One of the most disturbing stories to emerge from the local industry is the case of Kim Ki-duk, the director of the massive art house success Spring, Summer, Fall, Winter … and Spring back in 2004 and a regular of the international festival circuit ever since. Domestically, Kim has always had a much more problematic reputation, in part because of accusations of misogyny, but he has also been defended as an authentic, working class artist who bravely deals with aspects of Korean society that the genteel middle class would prefer to ignore (see Hye Seung Chung’s 2012 monograph for the most elaborate articulation of this position). However, recent allegations of multiple and widespread sexual assaults on Kim’s sets have made this position much more difficult to defend and caused many to reconsider and re-evaluate their relationship to his work (for example, see this review of Kim’s most recent film by critic Pierce Conran). I have always found Kim’s work overrated and have been frequently critical of his films, but the revelations did cause me to think about my own relationship to film artists and how this will be impacted going forward.
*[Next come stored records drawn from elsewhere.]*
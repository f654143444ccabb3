//! Checks a document against built [`XsdRules`]: root name plus the
//! presence of required direct children.

use serde::Serialize;
use xmlbench_doc::XmlDocument;

use crate::rules::XsdRules;

/// The outcome handed to the UI: a one-line summary plus per-problem
/// details.
#[derive(Debug, Clone, Serialize)]
pub struct ValidationOutcome {
    pub ok: bool,
    pub summary: String,
    pub details: Vec<String>,
}

impl ValidationOutcome {
    fn failure(summary: impl Into<String>, details: Vec<String>) -> Self {
        ValidationOutcome {
            ok: false,
            summary: summary.into(),
            details,
        }
    }
}

/// Validates raw text: empty input and malformed XML become failing
/// outcomes rather than errors.
pub fn validate_text(xml_text: &str, rules: &XsdRules) -> ValidationOutcome {
    if xml_text.trim().is_empty() {
        return ValidationOutcome::failure("XML document is empty.", Vec::new());
    }
    match XmlDocument::parse(xml_text) {
        Ok(doc) => validate_document(&doc, rules),
        Err(diagnostic) => ValidationOutcome::failure(
            diagnostic.message.clone(),
            diagnostic
                .issues
                .iter()
                .map(|issue| issue.message.clone())
                .collect(),
        ),
    }
}

pub fn validate_document(doc: &XmlDocument<'_>, rules: &XsdRules) -> ValidationOutcome {
    if !rules.supported {
        let reason = rules
            .reason
            .clone()
            .unwrap_or_else(|| "Schema is not supported.".to_string());
        return ValidationOutcome::failure(reason, Vec::new());
    }

    // Rule names come from the schema's `name` attributes, which are
    // plain; documents are matched by their qualified tag name, so a
    // prefixed root never satisfies an unprefixed declaration.
    let root = doc.root_element();
    let root_name = root.qualified_name().unwrap_or_default();

    if !rules.root_names.contains(&root_name) {
        let expected = rules
            .root_names
            .iter()
            .map(|name| format!("<{name}>"))
            .collect::<Vec<_>>()
            .join(", ");
        return ValidationOutcome::failure(
            format!("Root element mismatch. XML root is <{root_name}>."),
            vec![format!("Expected one of: {expected}")],
        );
    }

    let mut details = Vec::new();
    if let Some(required) = rules.required_children.get(&root_name) {
        let present: Vec<String> = root
            .element_children()
            .filter_map(|child| child.qualified_name())
            .collect();
        for child in required {
            if !present.iter().any(|name| name == child) {
                details.push(format!(
                    "Missing required direct child <{child}> under <{root_name}>."
                ));
            }
        }
    }

    if details.is_empty() {
        ValidationOutcome {
            ok: true,
            summary: "Basic XSD checks passed (root + required direct children).".to_string(),
            details,
        }
    } else {
        ValidationOutcome::failure("Basic XSD checks found issues.", details)
    }
}
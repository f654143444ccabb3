//! Restricted XSLT interpreter: a single `match="/"` template rendered
//! as plain text, with execution counters for diagnosing silent
//! no-match transforms.

pub mod error;
pub mod interpreter;

pub use error::XsltError;
pub use interpreter::{RenderStats, XsltRenderResult, render};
The original idea for my essay on rape in Hong’s films did not come from one of his works; rather, it was from the 1999 film Lies, directed by Jang Sun-woo, a controversial filmmaker who was in many ways Kim Ki-duk’s predecessor, although one with a much more refined social conscience. There is a scene in which an 18-year-old high school student is asked by her older lover why she decided to start an affair with him. She responds that she would probably have been raped soon anyways, so she decided to choose to have sex first. It is a darkly humorous line, seemingly hyperbolic, but one which resonated. Indeed, sexual violence seemed omnipresent in Korean cinema, both currently and going back over the previous decades. I had just completed a stylistic analysis of Hong’s films and was looking to write about something more thematic. So, I began to wonder if the subject of sexual assault was worth exploring. I had noticed that representations of sexuality had disappeared from his work after featuring prominently earlier, and once I began to think about the role of rape in his narratives, the more striking and even pervasive it seemed. It even seemed slightly perverse that it had not yet been discussed.
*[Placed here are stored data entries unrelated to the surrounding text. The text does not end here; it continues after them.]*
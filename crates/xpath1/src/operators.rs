//! Binary operator semantics, including the existential comparison
//! rules that apply when an operand is a node-set.

use crate::ast::BinaryOperator;
use crate::engine::XPathValue;
use crate::error::XPathError;

pub fn apply<'a, 'input: 'a>(
    op: BinaryOperator,
    lhs: XPathValue<'a, 'input>,
    rhs: XPathValue<'a, 'input>,
) -> Result<XPathValue<'a, 'input>, XPathError> {
    match op {
        BinaryOperator::Or => Ok(XPathValue::Boolean(lhs.to_boolean() || rhs.to_boolean())),
        BinaryOperator::And => Ok(XPathValue::Boolean(lhs.to_boolean() && rhs.to_boolean())),

        BinaryOperator::Equals => Ok(XPathValue::Boolean(equality(&lhs, &rhs, false))),
        BinaryOperator::NotEquals => Ok(XPathValue::Boolean(equality(&lhs, &rhs, true))),

        BinaryOperator::LessThan => relational(&lhs, &rhs, |a, b| a < b),
        BinaryOperator::LessThanOrEqual => relational(&lhs, &rhs, |a, b| a <= b),
        BinaryOperator::GreaterThan => relational(&lhs, &rhs, |a, b| a > b),
        BinaryOperator::GreaterThanOrEqual => relational(&lhs, &rhs, |a, b| a >= b),

        BinaryOperator::Plus => Ok(XPathValue::Number(lhs.to_number() + rhs.to_number())),
        BinaryOperator::Minus => Ok(XPathValue::Number(lhs.to_number() - rhs.to_number())),
        BinaryOperator::Multiply => Ok(XPathValue::Number(lhs.to_number() * rhs.to_number())),
        BinaryOperator::Divide => Ok(XPathValue::Number(lhs.to_number() / rhs.to_number())),
        BinaryOperator::Modulo => Ok(XPathValue::Number(lhs.to_number() % rhs.to_number())),

        BinaryOperator::Union => union(lhs, rhs),
    }
}

// Node-set operands compare existentially: the comparison is true if
// any member satisfies it.
fn string_values(value: &XPathValue<'_, '_>) -> Vec<String> {
    match value {
        XPathValue::NodeSet(nodes) => nodes.iter().map(|n| n.string_value()).collect(),
        other => vec![other.to_string()],
    }
}

fn equality(lhs: &XPathValue<'_, '_>, rhs: &XPathValue<'_, '_>, negate: bool) -> bool {
    let check = |matched: bool| if negate { !matched } else { matched };

    match (lhs, rhs) {
        (XPathValue::NodeSet(_), XPathValue::NodeSet(_)) => {
            let left = string_values(lhs);
            let right = string_values(rhs);
            left.iter().any(|a| right.iter().any(|b| check(a == b)))
        }
        (XPathValue::NodeSet(_), XPathValue::Number(n))
        | (XPathValue::Number(n), XPathValue::NodeSet(_)) => {
            let nodes = if lhs.is_node_set() { lhs } else { rhs };
            string_values(nodes)
                .iter()
                .any(|s| check(s.trim().parse::<f64>().unwrap_or(f64::NAN) == *n))
        }
        (XPathValue::NodeSet(_), XPathValue::String(s))
        | (XPathValue::String(s), XPathValue::NodeSet(_)) => {
            let nodes = if lhs.is_node_set() { lhs } else { rhs };
            string_values(nodes).iter().any(|v| check(v == s))
        }
        (XPathValue::NodeSet(_), XPathValue::Boolean(b))
        | (XPathValue::Boolean(b), XPathValue::NodeSet(_)) => {
            let nodes = if lhs.is_node_set() { lhs } else { rhs };
            check(nodes.to_boolean() == *b)
        }
        (XPathValue::Boolean(_), _) | (_, XPathValue::Boolean(_)) => {
            check(lhs.to_boolean() == rhs.to_boolean())
        }
        (XPathValue::Number(_), _) | (_, XPathValue::Number(_)) => {
            check(lhs.to_number() == rhs.to_number())
        }
        _ => check(lhs.to_string() == rhs.to_string()),
    }
}

fn relational<'a, 'input: 'a>(
    lhs: &XPathValue<'a, 'input>,
    rhs: &XPathValue<'a, 'input>,
    cmp: fn(f64, f64) -> bool,
) -> Result<XPathValue<'a, 'input>, XPathError> {
    let left: Vec<f64> = string_values(lhs)
        .iter()
        .map(|s| s.trim().parse().unwrap_or(f64::NAN))
        .collect();
    let right: Vec<f64> = string_values(rhs)
        .iter()
        .map(|s| s.trim().parse().unwrap_or(f64::NAN))
        .collect();
    let matched = left.iter().any(|a| right.iter().any(|b| cmp(*a, *b)));
    Ok(XPathValue::Boolean(matched))
}

fn union<'a, 'input: 'a>(
    lhs: XPathValue<'a, 'input>,
    rhs: XPathValue<'a, 'input>,
) -> Result<XPathValue<'a, 'input>, XPathError> {
    match (lhs, rhs) {
        (XPathValue::NodeSet(mut left), XPathValue::NodeSet(right)) => {
            left.extend(right);
            left.sort();
            left.dedup();
            Ok(XPathValue::NodeSet(left))
        }
        _ => Err(XPathError::Type(
            "The union operator '|' requires node-set operands".to_string(),
        )),
    }
}

#[cfg(test)]
mod tests {
    use super::*;
    use crate::engine::evaluate_in_document;
    use xmlbench_doc::{NamespaceMap, XmlDocument};

    #[test]
    fn test_logic_and_arithmetic() {
        let and = apply(
            BinaryOperator::And,
            XPathValue::Boolean(true),
            XPathValue::Number(0.0),
        )
        .unwrap();
        assert_eq!(and, XPathValue::Boolean(false));

        let sum = apply(
            BinaryOperator::Plus,
            XPathValue::String("2".into()),
            XPathValue::Number(3.0),
        )
        .unwrap();
        assert_eq!(sum, XPathValue::Number(5.0));

        let rem = apply(
            BinaryOperator::Modulo,
            XPathValue::Number(7.0),
            XPathValue::Number(2.0),
        )
        .unwrap();
        assert_eq!(rem, XPathValue::Number(1.0));
    }

    #[test]
    fn test_string_and_number_equality() {
        let eq = apply(
            BinaryOperator::Equals,
            XPathValue::String("5".into()),
            XPathValue::Number(5.0),
        )
        .unwrap();
        assert_eq!(eq, XPathValue::Boolean(true));

        let ne = apply(
            BinaryOperator::NotEquals,
            XPathValue::String("a".into()),
            XPathValue::String("b".into()),
        )
        .unwrap();
        assert_eq!(ne, XPathValue::Boolean(true));
    }

    #[test]
    fn test_node_set_equality_is_existential() {
        let doc = XmlDocument::parse("<r><p>10</p><p>20</p></r>").unwrap();
        let ns = NamespaceMap::new();
        assert_eq!(
            evaluate_in_document("//p = 20", &doc, &ns).unwrap(),
            XPathValue::Boolean(true)
        );
        // Both comparisons hold on the same set: some member is 20 and
        // some member is not.
        assert_eq!(
            evaluate_in_document("//p != 20", &doc, &ns).unwrap(),
            XPathValue::Boolean(true)
        );
        assert_eq!(
            evaluate_in_document("//p = 30", &doc, &ns).unwrap(),
            XPathValue::Boolean(false)
        );
    }

    #[test]
    fn test_node_set_relational() {
        let doc = XmlDocument::parse("<r><p>10</p><p>20</p></r>").unwrap();
        let ns = NamespaceMap::new();
        assert_eq!(
            evaluate_in_document("//p > 15", &doc, &ns).unwrap(),
            XPathValue::Boolean(true)
        );
        assert_eq!(
            evaluate_in_document("//p &lt; 5", &doc, &ns).unwrap(),
            XPathValue::Boolean(false)
        );
    }

    #[test]
    fn test_union_requires_node_sets() {
        let err = apply(
            BinaryOperator::Union,
            XPathValue::Number(1.0),
            XPathValue::Number(2.0),
        )
        .unwrap_err();
        assert!(matches!(err, XPathError::Type(_)));
    }
}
Thus, I do think there is an incidental connection between my interest in writing this article and the current revaluation of the film industry. Looking at the essay now, I am thankful that its claims for the potential progressiveness of Hong’s early depictions of sexual violence are exclusively textual and not part of a broader attempt to defend him as an artist. I am also glad that there is a critique of the later films, especially in the professor-student relationships of Oki’s Movie and Our Sunhi, although it is likely that this will seem too weak if this aspect of Hong’s films (and its connection to his personal behaviour) becomes more of an issue. Ultimately, I hope it provides a contribution to the debate around not only Hong’s work or Korean cinema, but also in the analysis of sexual assault in texts more generally, especially in those cases where this violence is hidden in plain sight.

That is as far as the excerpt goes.